I agree: It is a “crazy, crazy” world, in LOVE with the idea of death always lurking nearby, ready to teach non-helicopter parents a lesson. I guess it makes life more exciting. But I can’t say the same for childhood. – L

P.S. I am trying to think up a clever way to bring this issue to greater attention and create some resistance to the idea our kids can’t wait in the car even for a short, safe while. Ideas welcome. 

children car use

When our freedom to raise our kids SANELY is threatened by crazy social norms and laws we MUST fight back.

Dear Readers — When you live in a society spasming with fear, it is hard not to flinch. That’s why we are here on this blog together. To support each other when the world mistakes our confidence and rationality for neglect and abuse. – L.

Dear Free-Range Kids: I just finished reading Free Range Kids, over the course of 1.5 days. I never send fan mail, but I couldn’t keep my gratitude and relief to myself.

I am the mother of a 22-month-old boy, and I have been parenting him in a Free-Range style without really having a name for it.  He has always been very independent, so I’ve always given him as much freedom as I feel a toddler can have.  Parents who follow their children around the (fenced-in) playground have always confused me, and I’ve gotten my fair share of concerned looks when he has climbed on top of something really high (again) and I haven’t been rightbyhisside.

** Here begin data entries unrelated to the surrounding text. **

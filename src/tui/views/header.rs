//! Header view rendering

use crate::controllers::Route;
use crate::tui::theme::Theme;
use ratatui::{
    Frame,
    layout::{Constraint, Direction, Layout, Rect},
    style::Style,
    text::{Line, Span},
    widgets::{Block, Borders, Paragraph},
};

/// Top-level screens reachable from the header, with their hotkeys
const TABS: [(char, Route); 3] = [
    ('1', Route::Releases),
    ('2', Route::Repositories),
    ('3', Route::Catalog),
];

/// Render the title, the screen tabs and the helm version
pub fn render_header(
    f: &mut Frame,
    area: Rect,
    route: &Route,
    helm_version: Option<&str>,
    theme: &Theme,
) {
    let chunks = Layout::default()
        .direction(Direction::Horizontal)
        .constraints([Constraint::Min(40), Constraint::Length(28)])
        .split(area);

    let mut spans = vec![
        Span::styled("helmdeck", theme.header_title_style()),
        Span::raw("  "),
    ];
    for (key, tab) in TABS.iter() {
        // chart details lives under the catalog tab
        let active = tab == route
            || (*tab == Route::Catalog && matches!(route, Route::ChartDetails(_)));
        spans.push(Span::styled(format!("<{}>", key), theme.footer_key_style()));
        spans.push(Span::styled(
            format!(" {}", tab.title()),
            theme.header_tab_style(active),
        ));
        spans.push(Span::raw("  "));
    }
    if let Route::ChartDetails(name) = route {
        spans.push(Span::styled(format!("> {}", name), theme.header_tab_style(true)));
    }

    let left = Paragraph::new(Line::from(spans)).block(Block::default().borders(Borders::ALL));
    f.render_widget(left, chunks[0]);

    let version = helm_version.unwrap_or("...");
    let right = Paragraph::new(Line::from(vec![
        Span::styled("helm ", Style::default().fg(theme.text_secondary)),
        Span::styled(version.to_string(), Style::default().fg(theme.header_version)),
    ]))
    .alignment(ratatui::layout::Alignment::Right)
    .block(Block::default().borders(Borders::ALL));
    f.render_widget(right, chunks[1]);
}
#[cfg(test)]
mod tests {
    use super::*;
    use crate::backend::executor::MockCommandExecutor;
    use mockall::Sequence;

    fn args_are(
        expected: &'static [&'static str],
    ) -> impl Fn(&str, &[String]) -> bool + Send + 'static {
        move |program: &str, args: &[String]| {
            program == "helm" && args.iter().map(String::as_str).eq(expected.iter().copied())
        }
    }

    #[tokio::test]
    async fn test_version_is_trimmed() {
        let mut executor = MockCommandExecutor::new();
        executor
            .expect_execute()
            .withf(args_are(&["version", "--template", "{{.Version}}"]))
            .times(1)
            .returning(|_, _| Ok("v3.14.2\n".to_string()));

        let helm = HelmCli::with_executor(executor, "helm");
        assert_eq!(helm.version().await.unwrap(), "v3.14.2");
    }

    #[tokio::test]
    async fn test_list_releases_across_namespaces() {
        let mut executor = MockCommandExecutor::new();
        executor
            .expect_execute()
            .withf(args_are(&["list", "-A", "-o", "json"]))
            .returning(|_, _| {
                Ok(r#"[{"name":"r1","namespace":"ns1","revision":"1","updated":"2024-01-02 03:04:05.123 +0000 UTC","status":"deployed","chart":"nginx-1.0.0","app_version":"1.25"}]"#.to_string())
            });

        let helm = HelmCli::with_executor(executor, "helm");
        let releases = helm.list_releases().await.unwrap();
        assert_eq!(releases.len(), 1);
        assert_eq!(releases[0].name, "r1");
        assert_eq!(releases[0].namespace, "ns1");
    }

    #[tokio::test]
    async fn test_no_repositories_is_empty_list() {
        let mut executor = MockCommandExecutor::new();
        executor.expect_execute().returning(|_, _| {
            Err(BackendError::Command(
                "Error: no repositories to show".to_string(),
            ))
        });

        let helm = HelmCli::with_executor(executor, "helm");
        assert!(helm.repos().await.unwrap().is_empty());
    }

    #[tokio::test]
    async fn test_other_repo_errors_propagate() {
        let mut executor = MockCommandExecutor::new();
        executor
            .expect_execute()
            .returning(|_, _| Err(BackendError::Command("boom".to_string())));

        let helm = HelmCli::with_executor(executor, "helm");
        assert_eq!(
            helm.repos().await.unwrap_err(),
            BackendError::Command("boom".to_string())
        );
    }

    #[tokio::test]
    async fn test_update_repository_probes_before_removing_old_entry() {
        let mut executor = MockCommandExecutor::new();
        let mut seq = Sequence::new();
        executor
            .expect_execute()
            .withf(|_, args: &[String]| {
                args.len() == 4 && args[1] == "add" && args[2].starts_with("stable-probe-")
            })
            .times(1)
            .in_sequence(&mut seq)
            .returning(|_, _| Ok(String::new()));
        executor
            .expect_execute()
            .withf(|_, args: &[String]| args[1] == "remove" && args[2].starts_with("stable-probe-"))
            .times(1)
            .in_sequence(&mut seq)
            .returning(|_, _| Ok(String::new()));
        executor
            .expect_execute()
            .withf(args_are(&["repo", "ls", "-o", "json"]))
            .times(1)
            .in_sequence(&mut seq)
            .returning(|_, _| Ok(r#"[{"name":"old","url":"https://old.example.com"}]"#.to_string()));
        executor
            .expect_execute()
            .withf(args_are(&["repo", "remove", "old"]))
            .times(1)
            .in_sequence(&mut seq)
            .returning(|_, _| Ok(String::new()));
        executor
            .expect_execute()
            .withf(args_are(&["repo", "add", "stable", "https://charts.example.com"]))
            .times(1)
            .in_sequence(&mut seq)
            .returning(|_, _| Ok(String::new()));

        let helm = HelmCli::with_executor(executor, "helm");
        helm.update_repository("old", "stable", "https://charts.example.com")
            .await
            .unwrap();
    }

    #[tokio::test]
    async fn test_update_repository_restores_old_entry_when_final_add_fails() {
        let mut executor = MockCommandExecutor::new();
        let mut seq = Sequence::new();
        executor
            .expect_execute()
            .withf(|_, args: &[String]| args[1] == "add" && args[2].starts_with("other-probe-"))
            .times(1)
            .in_sequence(&mut seq)
            .returning(|_, _| Ok(String::new()));
        executor
            .expect_execute()
            .withf(|_, args: &[String]| args[1] == "remove" && args[2].starts_with("other-probe-"))
            .times(1)
            .in_sequence(&mut seq)
            .returning(|_, _| Ok(String::new()));
        executor
            .expect_execute()
            .withf(args_are(&["repo", "ls", "-o", "json"]))
            .times(1)
            .in_sequence(&mut seq)
            .returning(|_, _| {
                Ok(r#"[{"name":"old","url":"https://old.example.com"},{"name":"other","url":"https://other.example.com"}]"#.to_string())
            });
        executor
            .expect_execute()
            .withf(args_are(&["repo", "remove", "old"]))
            .times(1)
            .in_sequence(&mut seq)
            .returning(|_, _| Ok(String::new()));
        executor
            .expect_execute()
            .withf(args_are(&["repo", "add", "other", "https://new.example.com"]))
            .times(1)
            .in_sequence(&mut seq)
            .returning(|_, _| {
                Err(BackendError::Command(
                    "repository name (other) already exists".to_string(),
                ))
            });
        executor
            .expect_execute()
            .withf(args_are(&["repo", "add", "old", "https://old.example.com"]))
            .times(1)
            .in_sequence(&mut seq)
            .returning(|_, _| Ok(String::new()));

        let helm = HelmCli::with_executor(executor, "helm");
        let err = helm
            .update_repository("old", "other", "https://new.example.com")
            .await
            .unwrap_err();
        assert_eq!(
            err,
            BackendError::Command("repository name (other) already exists".to_string())
        );
    }

    #[tokio::test]
    async fn test_update_repository_keeps_old_entry_when_url_is_bad() {
        let mut executor = MockCommandExecutor::new();
        executor
            .expect_execute()
            .times(1)
            .returning(|_, _| {
                Err(BackendError::Command(
                    "looks like it is not a valid chart repository".to_string(),
                ))
            });

        let helm = HelmCli::with_executor(executor, "helm");
        assert!(
            helm.update_repository("old", "stable", "https://nope")
                .await
                .is_err()
        );
    }

    #[tokio::test]
    async fn test_install_writes_values_file() {
        let mut executor = MockCommandExecutor::new();
        executor
            .expect_execute()
            .withf(|_, args: &[String]| {
                let Some(pos) = args.iter().position(|a| a == "-f") else {
                    return false;
                };
                let contents = std::fs::read_to_string(&args[pos + 1]).unwrap_or_default();
                args[..6]
                    == [
                        "install",
                        "web",
                        "bitnami/nginx",
                        "--namespace",
                        "apps",
                        "--create-namespace",
                    ]
                    && contents == "replicaCount: 2\n"
            })
            .times(1)
            .returning(|_, _| Ok(String::new()));

        let helm = HelmCli::with_executor(executor, "helm");
        helm.install_chart(&InstallChartRequest {
            name: "web".to_string(),
            chart_name: "bitnami/nginx".to_string(),
            namespace: "apps".to_string(),
            values: Some("replicaCount: 2\n".to_string()),
        })
        .await
        .unwrap();
    }

    #[tokio::test]
    async fn test_install_without_values_has_no_file_flag() {
        let mut executor = MockCommandExecutor::new();
        executor
            .expect_execute()
            .withf(|_, args: &[String]| !args.iter().any(|a| a == "-f"))
            .times(1)
            .returning(|_, _| Ok(String::new()));

        let helm = HelmCli::with_executor(executor, "helm");
        helm.install_chart(&InstallChartRequest {
            name: "web".to_string(),
            chart_name: "bitnami/nginx".to_string(),
            namespace: "apps".to_string(),
            values: None,
        })
        .await
        .unwrap();
    }

    #[tokio::test]
    async fn test_chart_details_reads_chart_readme_and_values() {
        let mut executor = MockCommandExecutor::new();
        executor
            .expect_execute()
            .withf(args_are(&["show", "chart", "bitnami/nginx"]))
            .returning(|_, _| Ok("name: nginx\nversion: 15.0.0\n".to_string()));
        executor
            .expect_execute()
            .withf(args_are(&["show", "readme", "bitnami/nginx"]))
            .returning(|_, _| Ok("# NGINX".to_string()));
        executor
            .expect_execute()
            .withf(args_are(&["show", "values", "bitnami/nginx"]))
            .returning(|_, _| Ok("replicaCount: 1\n".to_string()));

        let helm = HelmCli::with_executor(executor, "helm");
        let details = helm.get_chart_details("bitnami/nginx").await.unwrap();
        assert_eq!(details.info.name, "nginx");
        assert_eq!(details.readme, "# NGINX");
        assert_eq!(details.values, "replicaCount: 1\n");
    }

    #[tokio::test]
    async fn test_bad_json_is_decode_error() {
        let mut executor = MockCommandExecutor::new();
        executor
            .expect_execute()
            .returning(|_, _| Ok("not json".to_string()));

        let helm = HelmCli::with_executor(executor, "helm");
        assert!(matches!(
            helm.find_charts_in_repo("").await,
            Err(BackendError::Decode(_))
        ));
    }
}
//! Version command handler

use helmdeck::backend::HelmBackend;

/// Display client version information and the helm it talks to
pub async fn display_version(backend: &dyn HelmBackend) {
    println!("helmdeck {}", env!("CARGO_PKG_VERSION"));
    println!("  {}", env!("CARGO_PKG_DESCRIPTION"));
    println!("  License: {}", env!("CARGO_PKG_LICENSE"));
    match backend.version().await {
        Ok(version) => println!("  helm: {}", version),
        Err(e) => println!("  helm: unavailable ({})", e),
    }
}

Though I knew my parenting style was more hands-off than most of my counterparts, I always felt confident in my choice to trust my son and let him set his own limits (within reason of course – I have yet to let him sit down to play with cigarette butts in a busy parking lot).  But about a month ago, something happened that really made me wonder if I was a terrible parent and wrong to think “stranger-danger” was overblown:

After an afternoon of running errands, my son and I made a last stop at the post office. I needed a flat-rate shipping box.  He was getting sleepy, so I decided that he could stay in the car while I made the 20-second trek to go inside, grab a box, and come right back out.  It was a mild October afternoon and I was able to snag a parking spot that would allow me to keep the car in my line of vision.  I handed him a book, told him I would be right back, locked the doors, and was back within literally 20 seconds.  We were about to be on our way when:

“IS THERE A BABY IN YOUR CAR???”

Oh jeez.  An elderly lady parked in the car next to us was hanging out of her window staring at me. I rolled down the window and hesitantly replied, “Yes?”

“DID YOU LEAVE IT IN YOUR CAR?!”

Oh crap.  “Well yeah, just for two seconds–”

“YOU DON’T DESERVE TO HAVE CHILDREN! YOU DON’T DESERVE TO HAVE CHILDREN!”  Her screaming drew a crowd and I was absolutely mortified. Even thinking about it makes my hands shake and my face flush.  My first instinct was to f-bomb her, but my son was with me and she was well, old, and you can’t f-bomb an old person, even if they are telling you that you should be sterilized.

I decided to roll up my window and just drive away. Then I became worried that she had probably written down my license plate and was on the phone with the police.  I began to wonder if I have actually been making choices that were endangering my son.  My stomach was knotted for days and I couldn’t sleep.  My husband was assuring me that she was crazy, or maybe she knew a child who steamed to death in a car.  Either way, my confidence was gone.  Never had my parenting skills been so publicly condemned, and never had I felt so much FEAR about parenting.

Then I read your book and found this blog. Ahhh (that is a sigh of relief).  I stopped feeling so alone and fearful.

Parenting is hard enough without living in fear. Thank you a million times.

Sincerely, Catherine in Richmond, VA
It is hard to stay sane in a society that sees a boy like this as hideously endangered.

It is hard to stay sane in a society that sees a boy like this as hideously endangered.